I am not picky at all. My rattie just needs a friend. I also just want to help rat's who just need a loving, home.  Please post about any rats that need homes in Oregon.


----------



## nanashi7 (Jun 5, 2013)

Have you checked petfinder?


----------



## snailsmeen (Mar 7, 2014)

nanashi7 said:


> Have you checked petfinder?


yes I have. There's nothing.


----------



## nanashi7 (Jun 5, 2013)

http://portland.craigslist.org/mlt/pet/4394952843.html
http://portland.craigslist.org/mlt/pet/4398253376.html


----------



## Nicole6492 (Nov 29, 2013)

*Two young males (SouthWest Washington)*

I have two male rats that need a new home. They are both about 8 weeks old. They were from a litter born here. Mom and dad are both extremely healthy loving rats. They had a home lined up together, but then the new owner decided he could not take them.

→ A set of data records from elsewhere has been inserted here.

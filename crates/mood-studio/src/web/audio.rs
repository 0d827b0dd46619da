use wasm_bindgen::closure::Closure;
use wasm_bindgen::{JsCast, JsValue};
use wasm_bindgen_futures::{spawn_local, JsFuture};
use web_sys::{AnalyserNode, AudioContext, Blob, BlobPropertyBag, HtmlAnchorElement, HtmlAudioElement, MediaElementAudioSourceNode, Url};

use super::js_error_text;
use crate::error::PlaybackError;
use crate::model::AudioClip;
use crate::waveform::{AudioDevice, Pipeline};

#[derive(Clone, Copy, Debug, Default)]
pub struct WebAudioDevice;

struct WebPipeline {
    audio: HtmlAudioElement,
    context: AudioContext,
    analyser: AnalyserNode,
    _source: MediaElementAudioSourceNode,
    url: String,
}

fn pipeline_error(value: JsValue) -> PlaybackError {
    PlaybackError::Pipeline(js_error_text(&value))
}

fn object_url(clip: &AudioClip) -> Result<String, JsValue> {
    let bytes = js_sys::Uint8Array::from(clip.bytes());
    let parts = js_sys::Array::of1(&bytes);
    let props = BlobPropertyBag::new();
    props.set_type(clip.media_type());
    let blob = Blob::new_with_u8_array_sequence_and_options(&parts, &props)?;
    Url::create_object_url_with_blob(&blob)
}

// Long enough for the browser to start reading the blob.
const REVOKE_DELAY_MS: i32 = 30_000;

fn revoke_later(url: String) {
    let Some(window) = web_sys::window() else {
        return;
    };
    let revoke = Closure::once_into_js(move || {
        let _ = Url::revoke_object_url(&url);
    });
    if let Err(e) =
        window.set_timeout_with_callback_and_timeout_and_arguments_0(revoke.unchecked_ref(), REVOKE_DELAY_MS)
    {
        log::debug!("Could not schedule URL revoke: {}", js_error_text(&e));
    }
}

/// Awaits a media promise; a rejection (autoplay policy) is only logged.
fn settle(what: &'static str, promise: Result<js_sys::Promise, JsValue>) {
    match promise {
        Ok(promise) => spawn_local(async move {
            if let Err(e) = JsFuture::from(promise).await {
                log::debug!("{what} refused: {}", js_error_text(&e));
            }
        }),
        Err(e) => log::debug!("{what} refused: {}", js_error_text(&e)),
    }
}

impl WebPipeline {
    fn build(clip: &AudioClip, fft_size: usize) -> Result<Self, JsValue> {
        let url = object_url(clip)?;
        let audio = HtmlAudioElement::new_with_src(&url)?;
        let context = AudioContext::new()?;
        let analyser = context.create_analyser()?;
        analyser.set_fft_size(u32::try_from(fft_size).unwrap_or(2048));
        let source = context.create_media_element_source(&audio)?;
        source.connect_with_audio_node(&analyser)?;
        analyser.connect_with_audio_node(&context.destination())?;
        Ok(Self {
            audio,
            context,
            analyser,
            _source: source,
            url,
        })
    }

    fn play(&self) {
        settle("Audio context resume", self.context.resume());
        settle("Autoplay", self.audio.play());
    }
}

impl Pipeline for WebPipeline {
    fn sample_time_domain(&mut self, buf: &mut [u8]) {
        self.analyser.get_byte_time_domain_data(buf);
    }

    fn is_playing(&self) -> bool {
        !self.audio.paused()
    }

    fn set_playing(&mut self, playing: bool) {
        if playing {
            self.play();
        } else if let Err(e) = self.audio.pause() {
            log::debug!("Pause failed: {}", js_error_text(&e));
        }
    }
}

impl Drop for WebPipeline {
    fn drop(&mut self) {
        let _ = self.audio.pause();
        self.audio.set_src("");
        settle("Audio context close", self.context.close());
        let _ = Url::revoke_object_url(&self.url);
        log::debug!("Released web audio pipeline");
    }
}

impl AudioDevice for WebAudioDevice {
    fn open(&self, clip: &AudioClip, fft_size: usize) -> Result<Box<dyn Pipeline>, PlaybackError> {
        let pipeline = WebPipeline::build(clip, fft_size).map_err(pipeline_error)?;
        pipeline.play();
        Ok(Box::new(pipeline))
    }

    fn export(&self, clip: &AudioClip, file_name: &str) -> Result<(), PlaybackError> {
        let export_error = |e: JsValue| PlaybackError::Export(js_error_text(&e));
        let document = web_sys::window()
            .and_then(|w| w.document())
            .ok_or_else(|| PlaybackError::Export("no document".into()))?;
        // Detached anchors are ignored by some browsers.
        let body = document
            .body()
            .ok_or_else(|| PlaybackError::Export("no document body".into()))?;
        let anchor: HtmlAnchorElement = document
            .create_element("a")
            .map_err(export_error)?
            .dyn_into()
            .map_err(|_| PlaybackError::Export("anchor element unavailable".into()))?;
        let url = object_url(clip).map_err(export_error)?;
        anchor.set_href(&url);
        anchor.set_download(file_name);
        if let Err(e) = body.append_child(&anchor) {
            let _ = Url::revoke_object_url(&url);
            return Err(export_error(e));
        }
        anchor.click();
        anchor.remove();
        revoke_later(url);
        Ok(())
    }
}
use eframe::egui;

use crate::config::WaveformConfig;
use crate::model::{AudioClip, GenerationResult};
use crate::waveform::{AudioDevice, WaveformVisualizer};

use super::error_label;

/// Download name for a result, e.g. `calm-20240501-101500.mp3`.
pub fn export_name(result: &GenerationResult) -> String {
    let ext = result.audio.as_ref().map_or("mp3", AudioClip::file_extension);
    format!(
        "{}-{}.{ext}",
        result.request.mood.to_string().to_lowercase(),
        result.created_at.format("%Y%m%d-%H%M%S"),
    )
}

pub struct Player {
    clip: AudioClip,
    file_name: String,
    visualizer: Option<WaveformVisualizer>,
    error: Option<String>,
}

impl Player {
    /// `None` when the result has no audio (restored from storage).
    pub fn open(device: &dyn AudioDevice, result: &GenerationResult, config: &WaveformConfig) -> Option<Self> {
        let clip = result.audio.clone()?;
        let (visualizer, error) = match WaveformVisualizer::attach(device, &clip, config.clone()) {
            Ok(viz) => (Some(viz), None),
            Err(e) => {
                log::warn!("{e}");
                (None, Some(e.to_string()))
            }
        };
        Some(Self {
            clip,
            file_name: export_name(result),
            visualizer,
            error,
        })
    }

    pub fn clip(&self) -> &AudioClip {
        &self.clip
    }

    pub fn is_playing(&self) -> bool {
        self.visualizer.as_ref().is_some_and(WaveformVisualizer::is_playing)
    }

    pub fn pause(&mut self) {
        if let Some(viz) = self.visualizer.as_mut() {
            viz.set_playing(false);
        }
    }

    pub fn show(&mut self, ui: &mut egui::Ui, device: &dyn AudioDevice) {
        ui.horizontal(|ui| {
            if let Some(viz) = self.visualizer.as_mut() {
                let playing = viz.is_playing();
                if ui.button(if playing { "⏸ Pause" } else { "▶ Play" }).clicked() {
                    viz.set_playing(!playing);
                }
            }
            if ui.button(format!("⬇ Download {}", self.clip.file_extension().to_uppercase())).clicked() {
                if let Err(e) = device.export(&self.clip, &self.file_name) {
                    log::warn!("{e}");
                    self.error = Some(e.to_string());
                }
            }
        });
        if let Some(viz) = self.visualizer.as_mut() {
            viz.draw(ui);
        }
        error_label(ui, self.error.as_deref());
    }
}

They are outgoing and come to the edge of the cage whenever the door is opened. I'd prefer they go together, to a permanent home. Let me know if you are interested. I can send you pictures, just pm me. Thank you


----------



## Bananana (Aug 1, 2011)

Are you still looking for rats? 

I'm in central Oregon, and I'm helping my veterinarian find homes for a group of unwanted baby rats he took in. There are 18 of them! (8 females, 10 males), and they are very sweet. They are all between 4 and 6 weeks old. 

Let me know if you're interested and we can work out transport!


----------